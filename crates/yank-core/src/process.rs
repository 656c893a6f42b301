//! Running external tools (yt-dlp, notify-send) as blocking subprocesses.

use std::ffi::OsStr;
use std::io;
use std::process::{Command, Output};

/// An external tool could not be started or exited unsuccessfully.
#[derive(Debug, thiserror::Error)]
pub enum ToolError {
    #[error("{program} could not start: {source}")]
    Spawn {
        program: String,
        #[source]
        source: io::Error,
    },
    #[error("{program} failed (code={code:?}): {stderr}")]
    Failed {
        program: String,
        code: Option<i32>,
        stderr: String,
    },
}

impl ToolError {
    /// True when the program itself is missing from PATH.
    pub fn is_not_found(&self) -> bool {
        matches!(self, ToolError::Spawn { source, .. } if source.kind() == io::ErrorKind::NotFound)
    }
}

/// Runs `program` with `args`, waits for it, and returns stdout on success.
/// Stderr of a failed run is trimmed into the error.
pub fn run_tool<I, S>(program: &str, args: I) -> Result<Vec<u8>, ToolError>
where
    I: IntoIterator<Item = S>,
    S: AsRef<OsStr>,
{
    let output = Command::new(program)
        .args(args)
        .output()
        .map_err(|source| ToolError::Spawn {
            program: program.to_string(),
            source,
        })?;
    check_status(program, output)
}

fn check_status(program: &str, output: Output) -> Result<Vec<u8>, ToolError> {
    if output.status.success() {
        return Ok(output.stdout);
    }
    let stderr = String::from_utf8_lossy(&output.stderr).trim().to_string();
    Err(ToolError::Failed {
        program: program.to_string(),
        code: output.status.code(),
        stderr: if stderr.is_empty() {
            "unknown error".to_string()
        } else {
            stderr
        },
    })
}

#[cfg(all(test, unix))]
mod tests {
    use super::*;

    #[test]
    fn stdout_of_successful_run() {
        let out = run_tool("sh", ["-c", "printf hello"]).unwrap();
        assert_eq!(out, b"hello");
    }

    #[test]
    fn failure_carries_code_and_stderr() {
        let err = run_tool("sh", ["-c", "echo boom >&2; exit 3"]).unwrap_err();
        match err {
            ToolError::Failed { code, stderr, .. } => {
                assert_eq!(code, Some(3));
                assert_eq!(stderr, "boom");
            }
            other => panic!("expected Failed, got {:?}", other),
        }
    }

    #[test]
    fn silent_failure_has_placeholder() {
        let err = run_tool("sh", ["-c", "exit 1"]).unwrap_err();
        assert!(err.to_string().ends_with("unknown error"));
    }

    #[test]
    fn missing_program() {
        let err = run_tool("yank-test-no-such-program", ["x"]).unwrap_err();
        assert!(err.is_not_found());
    }
}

*-*-*

Go through the listing above and copy each line that contains "could".

• [ANSWER SPACE]:
/// An external tool could not be started or exited unsuccessfully.
    #[error("{program} could not start: {source}")]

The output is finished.